Otherwise, cd to the package directory and run:

    uscan --force-download --rename --destdir ../tarballs

and double-check that the upstream URL from which uscan downloaded the tarball looks reasonable.

Build the package

Build the package with:

    svn-buildpackage

(I assume that your ~/.svn-buildpackage.conf file is already set up with the options you want to use, set up to build in an unstable chroot if needed, and so forth.)

Do a basic sanity check on the package

Go to the build-area directory and do a basic sanity check on the package:

       lintian -iI *.changes
       lsdiff -z *.diff.gz
       debc *.changes

lsdiff (from the patchutils package) will tell you if there are any changes outside of the debian directory; if so, they may be accidental or the package maybe should use quilt, but in any case they're worthy of special review. debc shows you the metadata (dpkg -I) and contents (dpkg -c) for each built package.

Compare against previous version

If the package already exists in the archive, see what changed.
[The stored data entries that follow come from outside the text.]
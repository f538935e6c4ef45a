use clap::Parser;
use qcheck_cli::app;
use qcheck_cli::commands::cli::{self, Commands};
use qcheck_cli::error::CliError;
use qcheck_core::config::{self, AppConfig};
use tracing_subscriber::layer::SubscriberExt;
use tracing_subscriber::util::SubscriberInitExt;
use tracing_subscriber::EnvFilter;

static LOG_GUARD: std::sync::OnceLock<tracing_appender::non_blocking::WorkerGuard> =
    std::sync::OnceLock::new();

#[tokio::main(flavor = "current_thread")]
async fn main() {
    let exit = match real_main().await {
        Ok(code) => code,
        Err(e) => {
            eprintln!("qcheck: {e}");
            e.exit_code()
        }
    };

    std::process::exit(exit);
}

async fn real_main() -> Result<i32, CliError> {
    let args = cli::Args::parse();
    let mut cfg = config::load(args.config.as_deref())?;
    let run = args.run_args();
    let runs_checks = matches!(args.command, Some(Commands::Run(_)) | None);
    if runs_checks {
        app::apply_overrides(&mut cfg, &run)?;
    }
    init_tracing(&cfg).map_err(CliError::Logging)?;

    let stdout = std::io::stdout();
    let mut out = stdout.lock();
    match &args.command {
        Some(Commands::List) => {
            app::list_tasks(&cfg, &mut out)?;
            Ok(0)
        }
        Some(Commands::Formats) => {
            app::list_formats(&mut out)?;
            Ok(0)
        }
        Some(Commands::Run(_)) | None => {
            let progress = app::progress_wanted(&cfg, &run);
            app::run_checks(&cfg, progress, &mut out).await
        }
    }
}

fn init_tracing(cfg: &AppConfig) -> Result<(), String> {
    let logging = &cfg.logging;
    if !logging.enabled {
        return Ok(());
    }

    let filter = match std::env::var("RUST_LOG") {
        Ok(v) if !v.trim().is_empty() => EnvFilter::from_default_env(),
        _ => EnvFilter::try_new(logging.level.clone()).map_err(|e| e.to_string())?,
    };

    // Keep the log next to the reports of the run it describes.
    let maybe_writer = if logging.file {
        let dir = app::log_directory(cfg);
        std::fs::create_dir_all(&dir).map_err(|e| format!("create log dir failed: {e}"))?;
        let appender = tracing_appender::rolling::never(&dir, format!("qcheck.{}.log", std::process::id()));
        let (non_blocking, guard) = tracing_appender::non_blocking(appender);
        let _ = LOG_GUARD.set(guard);
        Some(non_blocking)
    } else {
        None
    };

    if !logging.console && maybe_writer.is_none() {
        return Err("logging disabled for both console and file".to_string());
    }

    // Targets name the channel (qcheck::scheduler, qcheck::task, qcheck::report).
    let console_layer = logging.console.then(|| {
        tracing_subscriber::fmt::layer()
            .with_writer(std::io::stderr)
            .with_target(true)
            .with_ansi(atty::is(atty::Stream::Stderr))
    });

    let file_layer = maybe_writer.map(|w| {
        tracing_subscriber::fmt::layer()
            .with_writer(w)
            .with_target(true)
            .with_ansi(false)
    });

    tracing_subscriber::registry()
        .with(filter)
        .with(console_layer)
        .with(file_layer)
        .init();

    Ok(())
}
Go to the old directory created above, and then download the current package:

    apt-get -t unstable source -d <package>

(Obviously, do this on a system with unstable in the apt sources.list.) Then cd up one directory, to the top of your working directory, and compare the new and old package with debdiff:

    debdiff old/*.dsc build-area/*.dsc | less

For the wildcards to work, you'll need to delete the contents of your build-area and old directories after you finish with each package. Make sure the changes look reasonable.

Upload the package

debsign the *.changes file in build-area and the dput or dupload it to the archive.

Tag the package

Change directories back to the checkout of the package and tag it:

    svn-buildpackage --svn-tag --svn-tag-only

Be sure that you've configured svn-buildpackage not to modify debian/changelog after a tag, or if you haven't, add the --svn-noautodch flag.

Version

$Id$

Authors

License

Copyright (c) 2007 by the individual authors and contributors noted above. All rights reserved. This document is free software; you may redistribute it and/or modify it under the same terms as Perl itself

Perl is distributed under your choice of the GNU General Public License or the Artistic License. On Debian GNU/Linux systems, the complete text of the GNU General Public License can be found in /usr/share/common-licenses/GPL and the Artistic License in /usr/share/common-licenses/Artistic.